== RECORDS FOR THE TASK

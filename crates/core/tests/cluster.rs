mod common;

use common::*;
use futures::future::BoxFuture;
use opaldb_core::cluster::{parse_path, serve, PeerRequest, Transport};
use opaldb_core::ctx::Context;
use opaldb_core::dbs::Engine;
use opaldb_core::err::Error;
use opaldb_core::kvs::{CollectionKind, MemoryStore};
use opaldb_core::plan::{NodeKind, SortKey};
use opaldb_core::val::{Json, Value};
use serde_json::json;
use std::collections::HashMap;
use std::sync::Arc;

fn shard(s: &str) -> String {
	s.to_owned()
}

fn distribute_plan(docs: Json, create_keys: bool) -> opaldb_core::plan::Node {
	node(
		4,
		1,
		vec![1, 4],
		NodeKind::Distribute {
			collection: String::from("c"),
			clients: vec![shard("s1"), shard("s2"), shard("s3")],
			in_reg: 1,
			create_keys,
		},
		vec![list_plan(docs)],
	)
}

async fn drain_shard(engine: &mut Engine, shard: &str) -> Vec<Json> {
	let shard = shard.to_owned();
	let mut out = Vec::new();
	while let Some(block) = engine.get_some(1, 1000, Some(&shard)).await.unwrap() {
		for row in 0..block.rows() {
			out.push(block.get(row, 1).map(Value::to_json).unwrap_or(Json::Null));
		}
	}
	out
}

#[tokio::test]
async fn distribute_partitions_by_shard_key() {
	let store = Arc::new(MemoryStore::new());
	store.create_collection("c", CollectionKind::Document);
	let cluster = TestCluster::by_key("sk", &[("a", "s1"), ("b", "s2"), ("c", "s3")]);
	let ctx = Context::new("test", store).with_cluster(Arc::new(cluster));
	let docs = json!([
		{"sk": "a", "n": 0}, {"sk": "b", "n": 1}, {"sk": "a", "n": 2},
		{"sk": "c", "n": 3}, {"sk": "b", "n": 4}, {"sk": "a", "n": 5},
	]);
	let mut engine = Engine::new(&distribute_plan(docs, false), ctx).unwrap();
	let s1 = drain_shard(&mut engine, "s1").await;
	let s2 = drain_shard(&mut engine, "s2").await;
	let s3 = drain_shard(&mut engine, "s3").await;
	// Each row lands on exactly one shard, in upstream order
	let ns = |rows: &[Json]| rows.iter().map(|d| d["n"].as_i64().unwrap()).collect::<Vec<_>>();
	assert_eq!(ns(&s1), vec![0, 2, 5]);
	assert_eq!(ns(&s2), vec![1, 4]);
	assert_eq!(ns(&s3), vec![3]);
	assert!(!engine.has_more(Some(&shard("s1"))).await.unwrap());
}

#[tokio::test]
async fn distribute_generates_keys_under_default_sharding() {
	let store = Arc::new(MemoryStore::new());
	store.create_collection("c", CollectionKind::Document);
	let mut cluster = TestCluster::by_key("sk", &[("a", "s1"), ("b", "s2"), ("c", "s3")]);
	cluster.default_sharding = true;
	let ctx = Context::new("test", store).with_cluster(Arc::new(cluster));
	let docs = json!([{"sk": "a"}, {"sk": "b"}]);
	let mut engine = Engine::new(&distribute_plan(docs, true), ctx).unwrap();
	let s1 = drain_shard(&mut engine, "s1").await;
	assert_eq!(s1.len(), 1);
	// The routed row was tagged with the generated key
	assert!(s1[0]["_key"].is_string());
}

#[tokio::test]
async fn distribute_forbids_caller_keys_without_default_sharding() {
	let store = Arc::new(MemoryStore::new());
	store.create_collection("c", CollectionKind::Document);
	let cluster = TestCluster::by_key("sk", &[("a", "s1"), ("b", "s2"), ("c", "s3")]);
	let ctx = Context::new("test", store).with_cluster(Arc::new(cluster));
	let docs = json!([{"sk": "a", "_key": "mine"}]);
	let mut engine = Engine::new(&distribute_plan(docs, false), ctx).unwrap();
	let err = engine.get_some(1, 10, Some(&shard("s1"))).await.unwrap_err();
	assert!(matches!(err, Error::MustNotSpecifyKey));
}

#[tokio::test]
async fn scatter_replicates_to_every_client() {
	let store = Arc::new(MemoryStore::new());
	let ctx = Context::new("test", store);
	let plan = node(
		4,
		1,
		vec![1, 4],
		NodeKind::Scatter {
			clients: vec![shard("s1"), shard("s2")],
		},
		vec![list_plan(json!([1, 2, 3]))],
	);
	let mut engine = Engine::new(&plan, ctx).unwrap();
	// Interleave the clients to exercise the shared buffer bookkeeping
	let a1 = engine.get_some(1, 2, Some(&shard("s1"))).await.unwrap().unwrap();
	assert_eq!(a1.rows(), 2);
	let b1 = drain_shard(&mut engine, "s2").await;
	let mut a = Vec::new();
	for row in 0..a1.rows() {
		a.push(a1.get(row, 1).unwrap().to_json());
	}
	a.extend(drain_shard(&mut engine, "s1").await.iter().cloned());
	assert_eq!(a, vec![json!(1), json!(2), json!(3)]);
	assert_eq!(b1, vec![json!(1), json!(2), json!(3)]);
}

#[tokio::test]
async fn gather_merges_sorted_client_streams() {
	let store = Arc::new(MemoryStore::new());
	let ctx = Context::new("test", store);
	// Three already-sorted per-shard streams, as distribute would deliver
	let clients = vec![
		list_plan(json!(["a", "a", "a"])),
		list_plan(json!(["b", "b"])),
		list_plan(json!(["c"])),
	];
	let gather = node(
		9,
		1,
		vec![1, 4],
		NodeKind::Gather {
			sort_keys: vec![SortKey::asc(1)],
		},
		clients,
	);
	let mut engine = Engine::new(&gather, ctx).unwrap();
	let mut out = Vec::new();
	while let Some(block) = engine.get_some(1, 4, None).await.unwrap() {
		assert!(block.rows() >= 1 && block.rows() <= 4);
		for row in 0..block.rows() {
			out.push(block.get(row, 1).unwrap().to_json());
		}
	}
	assert_eq!(out, vec![json!("a"), json!("a"), json!("a"), json!("b"), json!("b"), json!("c")]);
}

#[tokio::test]
async fn gather_without_sort_keys_drains_clients_in_order() {
	let store = Arc::new(MemoryStore::new());
	let ctx = Context::new("test", store);
	let clients = vec![list_plan(json!([1, 2])), list_plan(json!([3]))];
	let gather = node(
		9,
		1,
		vec![1, 4],
		NodeKind::Gather {
			sort_keys: vec![],
		},
		clients,
	);
	let mut engine = Engine::new(&gather, ctx).unwrap();
	let mut out = Vec::new();
	while let Some(block) = engine.get_some(1, 1000, None).await.unwrap() {
		for row in 0..block.rows() {
			out.push(block.get(row, 1).unwrap().to_json());
		}
	}
	assert_eq!(out, vec![json!(1), json!(2), json!(3)]);
}

/// A transport which answers operator calls from in-process peer engines,
/// exactly as the peer-side dispatch would over HTTP.
struct LocalTransport {
	peers: tokio::sync::Mutex<HashMap<String, Engine>>,
}

impl LocalTransport {
	fn new(peers: HashMap<String, Engine>) -> Self {
		Self {
			peers: tokio::sync::Mutex::new(peers),
		}
	}
}

impl Transport for LocalTransport {
	fn send<'a>(
		&'a self,
		_server: &'a str,
		request: PeerRequest,
	) -> BoxFuture<'a, Result<Json, Error>> {
		Box::pin(async move {
			let (op, id) = parse_path(&request.path)?;
			let mut peers = self.peers.lock().await;
			let engine = peers.get_mut(&id).ok_or(Error::QueryNotFound)?;
			Ok(serve(engine, op, request.shard.as_ref(), request.body.as_ref()).await)
		})
	}
}

fn remote_plan(query_id: &str) -> opaldb_core::plan::Node {
	node(
		1,
		0,
		vec![1],
		NodeKind::Remote {
			server: String::from("db1"),
			own_name: String::new(),
			query_id: query_id.to_owned(),
		},
		vec![],
	)
}

#[tokio::test]
async fn remote_tunnels_the_pull_protocol() {
	// The peer runs a full local pipeline with full-count accounting
	let (peer_ctx, _) = ctx();
	let limit = node(
		4,
		1,
		vec![1, 4],
		NodeKind::Limit {
			offset: 0,
			limit: 100,
			full_count: true,
		},
		vec![list_plan(json!([1, 2, 3, 4, 5]))],
	);
	let ret = node(
		5,
		1,
		vec![1, 4],
		NodeKind::Return {
			in_reg: 1,
		},
		vec![limit],
	);
	let peer = Engine::new(&ret, peer_ctx).unwrap();
	peer.warnings().push(1400, String::from("approximation used"));
	let transport = LocalTransport::new(HashMap::from([(String::from("q1"), peer)]));

	let (ctx, _) = ctx();
	let ctx = ctx.with_transport(Arc::new(transport));
	let mut engine = Engine::new(&remote_plan("q1"), ctx).unwrap();
	assert_eq!(drain(&mut engine).await, vec![json!(1), json!(2), json!(3), json!(4), json!(5)]);
	// The peer's statistics deltas were folded into the local counters
	assert_eq!(engine.stats().snapshot().full_count, 5);
	// The peer's warnings were forwarded into the local query
	let warnings = engine.warnings().snapshot();
	assert_eq!(warnings.len(), 1);
	assert_eq!(warnings[0].code, 1400);
	assert!(!engine.has_more(None).await.unwrap());
	engine.shutdown(0).await.unwrap();
}

#[tokio::test]
async fn remote_shutdown_tolerates_unknown_queries() {
	let transport = LocalTransport::new(HashMap::new());
	let (ctx, _) = ctx();
	let ctx = ctx.with_transport(Arc::new(transport));
	let mut engine = Engine::new(&remote_plan("gone"), ctx).unwrap();
	// The peer never heard of the query; shutdown still succeeds
	engine.shutdown(0).await.unwrap();
}

#[cfg(feature = "http")]
mod http {
	use super::*;
	use opaldb_core::cluster::HttpTransport;
	use url::Url;
	use wiremock::matchers::{header, method, path};
	use wiremock::{Mock, MockServer, ResponseTemplate};

	async fn transport_for(server: &MockServer) -> HttpTransport {
		HttpTransport::new()
			.with_endpoint("db1", Url::parse(&server.uri()).unwrap())
	}

	#[tokio::test]
	async fn http_transport_round_trips_operator_calls() {
		let server = MockServer::start().await;
		Mock::given(method("PUT"))
			.and(path("/_db/test/_api/aql/initializeCursor/q9"))
			.respond_with(ResponseTemplate::new(200).set_body_json(json!({"error": false})))
			.mount(&server)
			.await;
		Mock::given(method("PUT"))
			.and(path("/_db/test/_api/aql/getSome/q9"))
			.and(header("Shard-Id", "shard7"))
			.respond_with(
				ResponseTemplate::new(200)
					.set_body_json(json!({"error": false, "exhausted": true})),
			)
			.mount(&server)
			.await;

		let (ctx, _) = ctx();
		let ctx = ctx.with_transport(Arc::new(transport_for(&server).await));
		let plan = node(
			1,
			0,
			vec![1],
			NodeKind::Remote {
				server: String::from("db1"),
				own_name: String::from("shard7"),
				query_id: String::from("q9"),
			},
			vec![],
		);
		let mut engine = Engine::new(&plan, ctx).unwrap();
		assert!(engine.get_some(1, 100, None).await.unwrap().is_none());
	}

	#[tokio::test]
	async fn http_transport_rethrows_structured_peer_errors() {
		let server = MockServer::start().await;
		Mock::given(method("PUT"))
			.and(path("/_db/test/_api/aql/initializeCursor/q9"))
			.respond_with(ResponseTemplate::new(500).set_body_json(json!({
				"error": true,
				"errorNum": 1500,
				"errorMessage": "query killed",
			})))
			.mount(&server)
			.await;

		let (ctx, _) = ctx();
		let ctx = ctx.with_transport(Arc::new(transport_for(&server).await));
		let mut engine = Engine::new(&remote_plan("q9"), ctx).unwrap();
		let err = engine.get_some(1, 100, None).await.unwrap_err();
		assert!(matches!(err, Error::QueryKilled));
	}
}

====

_WHAT YOU WILL DO_
All that should appear in the response is the run of lines from the first line of the entries through the line containing "use opaldb_core::err::Error;", copied exactly.

_OUTPUT FOR THIS TASK_
filename crates/core/tests/cluster.rs
mod common;

use common::*;
use futures::future::BoxFuture;
use opaldb_core::cluster::{parse_path, serve, PeerRequest, Transport};
use opaldb_core::ctx::Context;
use opaldb_core::dbs::Engine;
use opaldb_core::err::Error;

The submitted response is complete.